Items listed in a dataset:
● ● ● ●
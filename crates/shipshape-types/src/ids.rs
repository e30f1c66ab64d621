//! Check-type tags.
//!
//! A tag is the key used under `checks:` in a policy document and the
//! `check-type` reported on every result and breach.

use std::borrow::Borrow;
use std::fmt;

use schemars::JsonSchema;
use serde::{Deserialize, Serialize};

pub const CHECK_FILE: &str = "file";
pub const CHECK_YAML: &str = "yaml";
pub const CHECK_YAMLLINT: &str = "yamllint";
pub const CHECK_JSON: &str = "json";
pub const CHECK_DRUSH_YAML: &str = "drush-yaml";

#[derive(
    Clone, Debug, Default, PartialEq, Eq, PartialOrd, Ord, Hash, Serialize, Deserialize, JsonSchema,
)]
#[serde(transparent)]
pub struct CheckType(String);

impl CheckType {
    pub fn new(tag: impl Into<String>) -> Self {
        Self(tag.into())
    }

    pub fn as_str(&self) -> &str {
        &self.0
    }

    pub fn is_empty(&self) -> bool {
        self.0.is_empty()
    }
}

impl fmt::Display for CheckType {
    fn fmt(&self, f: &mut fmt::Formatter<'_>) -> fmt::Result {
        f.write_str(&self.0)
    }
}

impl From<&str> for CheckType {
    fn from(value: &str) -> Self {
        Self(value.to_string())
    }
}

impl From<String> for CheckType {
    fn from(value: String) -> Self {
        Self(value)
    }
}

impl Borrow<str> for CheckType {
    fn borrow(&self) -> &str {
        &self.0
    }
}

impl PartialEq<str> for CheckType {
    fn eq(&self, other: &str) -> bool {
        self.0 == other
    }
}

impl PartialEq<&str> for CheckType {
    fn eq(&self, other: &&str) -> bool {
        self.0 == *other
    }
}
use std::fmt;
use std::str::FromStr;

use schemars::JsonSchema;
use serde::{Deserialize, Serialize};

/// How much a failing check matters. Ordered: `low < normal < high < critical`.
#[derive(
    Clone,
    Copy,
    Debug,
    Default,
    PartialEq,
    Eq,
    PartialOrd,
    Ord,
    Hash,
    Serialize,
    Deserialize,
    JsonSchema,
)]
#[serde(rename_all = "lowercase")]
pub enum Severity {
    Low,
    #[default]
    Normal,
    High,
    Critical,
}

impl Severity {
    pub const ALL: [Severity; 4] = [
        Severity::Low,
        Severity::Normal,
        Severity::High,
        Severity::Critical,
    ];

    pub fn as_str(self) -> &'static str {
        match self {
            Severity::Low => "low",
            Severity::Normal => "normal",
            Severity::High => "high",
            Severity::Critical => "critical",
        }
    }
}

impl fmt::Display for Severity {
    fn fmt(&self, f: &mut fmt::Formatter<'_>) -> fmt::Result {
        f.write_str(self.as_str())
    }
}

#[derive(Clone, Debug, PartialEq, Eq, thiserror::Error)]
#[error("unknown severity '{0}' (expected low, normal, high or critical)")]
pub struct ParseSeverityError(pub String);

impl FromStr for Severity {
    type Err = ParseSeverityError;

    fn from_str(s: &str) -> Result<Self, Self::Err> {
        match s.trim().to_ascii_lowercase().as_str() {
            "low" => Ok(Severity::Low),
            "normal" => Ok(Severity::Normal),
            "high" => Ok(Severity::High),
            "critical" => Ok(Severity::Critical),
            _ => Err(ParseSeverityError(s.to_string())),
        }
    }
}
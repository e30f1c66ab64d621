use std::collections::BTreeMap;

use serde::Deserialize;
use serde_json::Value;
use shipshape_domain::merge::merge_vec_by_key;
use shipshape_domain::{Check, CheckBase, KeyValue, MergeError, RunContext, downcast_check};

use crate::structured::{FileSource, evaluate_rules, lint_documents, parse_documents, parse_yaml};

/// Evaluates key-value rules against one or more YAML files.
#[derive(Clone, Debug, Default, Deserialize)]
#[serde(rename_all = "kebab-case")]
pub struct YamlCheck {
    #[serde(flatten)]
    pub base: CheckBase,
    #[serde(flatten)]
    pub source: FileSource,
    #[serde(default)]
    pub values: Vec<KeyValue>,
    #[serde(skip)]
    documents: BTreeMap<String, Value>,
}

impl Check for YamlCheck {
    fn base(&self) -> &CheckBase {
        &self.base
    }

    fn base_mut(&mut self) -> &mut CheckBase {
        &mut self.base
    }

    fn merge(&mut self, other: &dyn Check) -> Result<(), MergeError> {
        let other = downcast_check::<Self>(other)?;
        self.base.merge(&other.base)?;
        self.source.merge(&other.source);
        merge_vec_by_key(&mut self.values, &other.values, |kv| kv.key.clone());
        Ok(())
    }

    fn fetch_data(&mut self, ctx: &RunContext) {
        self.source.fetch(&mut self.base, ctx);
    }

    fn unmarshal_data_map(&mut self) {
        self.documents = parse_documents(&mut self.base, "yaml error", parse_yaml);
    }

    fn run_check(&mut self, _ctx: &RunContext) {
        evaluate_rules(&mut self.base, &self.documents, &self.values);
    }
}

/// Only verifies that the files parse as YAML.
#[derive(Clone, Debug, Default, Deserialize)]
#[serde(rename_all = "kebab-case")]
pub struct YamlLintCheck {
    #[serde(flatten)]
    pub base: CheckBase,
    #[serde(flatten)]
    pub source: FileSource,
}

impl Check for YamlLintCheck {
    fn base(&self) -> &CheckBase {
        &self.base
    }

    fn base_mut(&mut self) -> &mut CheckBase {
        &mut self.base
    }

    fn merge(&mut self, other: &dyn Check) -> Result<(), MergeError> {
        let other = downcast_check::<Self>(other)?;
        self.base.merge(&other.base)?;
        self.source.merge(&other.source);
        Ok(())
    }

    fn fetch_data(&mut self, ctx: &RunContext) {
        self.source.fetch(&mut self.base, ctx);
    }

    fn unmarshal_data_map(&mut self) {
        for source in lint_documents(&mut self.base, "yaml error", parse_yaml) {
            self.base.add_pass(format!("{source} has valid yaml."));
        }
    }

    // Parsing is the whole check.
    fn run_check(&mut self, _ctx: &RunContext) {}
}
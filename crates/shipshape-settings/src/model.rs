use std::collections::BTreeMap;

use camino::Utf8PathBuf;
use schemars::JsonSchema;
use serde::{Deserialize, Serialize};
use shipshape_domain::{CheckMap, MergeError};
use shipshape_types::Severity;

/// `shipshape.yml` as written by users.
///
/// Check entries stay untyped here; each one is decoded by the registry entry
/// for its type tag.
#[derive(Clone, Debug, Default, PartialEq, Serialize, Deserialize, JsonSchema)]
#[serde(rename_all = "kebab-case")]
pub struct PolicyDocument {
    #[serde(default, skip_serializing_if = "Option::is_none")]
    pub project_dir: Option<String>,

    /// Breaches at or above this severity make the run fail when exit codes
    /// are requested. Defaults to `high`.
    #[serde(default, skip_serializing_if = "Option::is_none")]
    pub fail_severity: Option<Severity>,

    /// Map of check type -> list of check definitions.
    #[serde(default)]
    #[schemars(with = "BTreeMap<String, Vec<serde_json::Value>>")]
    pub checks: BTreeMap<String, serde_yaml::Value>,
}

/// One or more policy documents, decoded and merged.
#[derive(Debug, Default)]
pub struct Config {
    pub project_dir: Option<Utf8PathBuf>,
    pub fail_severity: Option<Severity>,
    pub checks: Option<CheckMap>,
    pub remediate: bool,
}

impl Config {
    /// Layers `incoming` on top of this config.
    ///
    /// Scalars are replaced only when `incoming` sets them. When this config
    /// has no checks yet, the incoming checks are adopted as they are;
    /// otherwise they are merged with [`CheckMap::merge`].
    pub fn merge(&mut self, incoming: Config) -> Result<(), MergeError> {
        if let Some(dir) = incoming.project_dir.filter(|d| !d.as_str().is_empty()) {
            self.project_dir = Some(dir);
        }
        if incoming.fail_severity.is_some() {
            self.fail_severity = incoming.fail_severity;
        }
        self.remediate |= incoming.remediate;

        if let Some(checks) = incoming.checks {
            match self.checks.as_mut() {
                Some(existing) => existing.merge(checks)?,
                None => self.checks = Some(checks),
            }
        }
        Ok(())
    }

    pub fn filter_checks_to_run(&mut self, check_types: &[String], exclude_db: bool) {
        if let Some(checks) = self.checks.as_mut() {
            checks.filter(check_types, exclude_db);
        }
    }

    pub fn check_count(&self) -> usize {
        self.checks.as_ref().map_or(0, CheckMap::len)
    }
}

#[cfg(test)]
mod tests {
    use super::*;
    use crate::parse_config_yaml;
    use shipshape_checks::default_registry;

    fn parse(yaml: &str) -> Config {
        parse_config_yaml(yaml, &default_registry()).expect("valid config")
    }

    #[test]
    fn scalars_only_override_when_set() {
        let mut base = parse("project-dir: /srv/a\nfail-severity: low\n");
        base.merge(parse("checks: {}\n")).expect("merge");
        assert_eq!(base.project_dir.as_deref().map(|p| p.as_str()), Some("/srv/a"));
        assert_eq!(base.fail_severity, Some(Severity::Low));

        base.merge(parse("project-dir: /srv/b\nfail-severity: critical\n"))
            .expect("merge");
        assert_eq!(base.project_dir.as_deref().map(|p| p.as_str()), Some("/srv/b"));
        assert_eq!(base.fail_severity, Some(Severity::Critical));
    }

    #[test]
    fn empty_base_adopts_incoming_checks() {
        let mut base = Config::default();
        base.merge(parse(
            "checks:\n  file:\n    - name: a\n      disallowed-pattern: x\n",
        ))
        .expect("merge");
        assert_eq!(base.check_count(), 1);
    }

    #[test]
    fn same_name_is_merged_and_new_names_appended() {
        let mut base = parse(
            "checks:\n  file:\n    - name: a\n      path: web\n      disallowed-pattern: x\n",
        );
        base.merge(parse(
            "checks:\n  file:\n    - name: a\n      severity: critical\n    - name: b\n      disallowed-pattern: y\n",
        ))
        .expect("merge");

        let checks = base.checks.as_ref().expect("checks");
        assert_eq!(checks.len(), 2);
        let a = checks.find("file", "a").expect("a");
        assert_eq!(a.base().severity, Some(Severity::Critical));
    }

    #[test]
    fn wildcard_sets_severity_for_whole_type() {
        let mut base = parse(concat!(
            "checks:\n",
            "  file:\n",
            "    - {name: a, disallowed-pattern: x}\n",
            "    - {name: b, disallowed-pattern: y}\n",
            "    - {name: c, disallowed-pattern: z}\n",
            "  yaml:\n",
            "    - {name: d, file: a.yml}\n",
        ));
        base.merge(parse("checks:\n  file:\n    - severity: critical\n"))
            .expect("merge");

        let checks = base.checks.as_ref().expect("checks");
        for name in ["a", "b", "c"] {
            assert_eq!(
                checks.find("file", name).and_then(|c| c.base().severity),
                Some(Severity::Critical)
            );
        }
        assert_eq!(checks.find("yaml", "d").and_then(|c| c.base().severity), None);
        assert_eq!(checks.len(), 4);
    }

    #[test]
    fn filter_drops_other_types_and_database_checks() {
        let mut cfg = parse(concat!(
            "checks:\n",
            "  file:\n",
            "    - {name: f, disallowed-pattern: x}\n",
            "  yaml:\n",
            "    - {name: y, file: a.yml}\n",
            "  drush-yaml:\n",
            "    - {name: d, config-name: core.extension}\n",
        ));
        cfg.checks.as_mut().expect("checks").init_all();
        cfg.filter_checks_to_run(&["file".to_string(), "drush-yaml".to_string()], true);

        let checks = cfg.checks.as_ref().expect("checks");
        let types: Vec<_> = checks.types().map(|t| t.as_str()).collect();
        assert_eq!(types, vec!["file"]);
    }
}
● ● ● ●
__Work item__. Lines from the beginning of the data above through the line containing "pub const CHECK_JSON: &str" are to be returned exactly, and no others.

__Answer box__.
filename crates/shipshape-types/src/ids.rs
repository e30f1c66ab64d621
//! Check-type tags.
//!
//! A tag is the key used under `checks:` in a policy document and the
//! `check-type` reported on every result and breach.

use std::borrow::Borrow;
use std::fmt;

use schemars::JsonSchema;
use serde::{Deserialize, Serialize};

pub const CHECK_FILE: &str = "file";
pub const CHECK_YAML: &str = "yaml";
pub const CHECK_YAMLLINT: &str = "yamllint";
pub const CHECK_JSON: &str = "json";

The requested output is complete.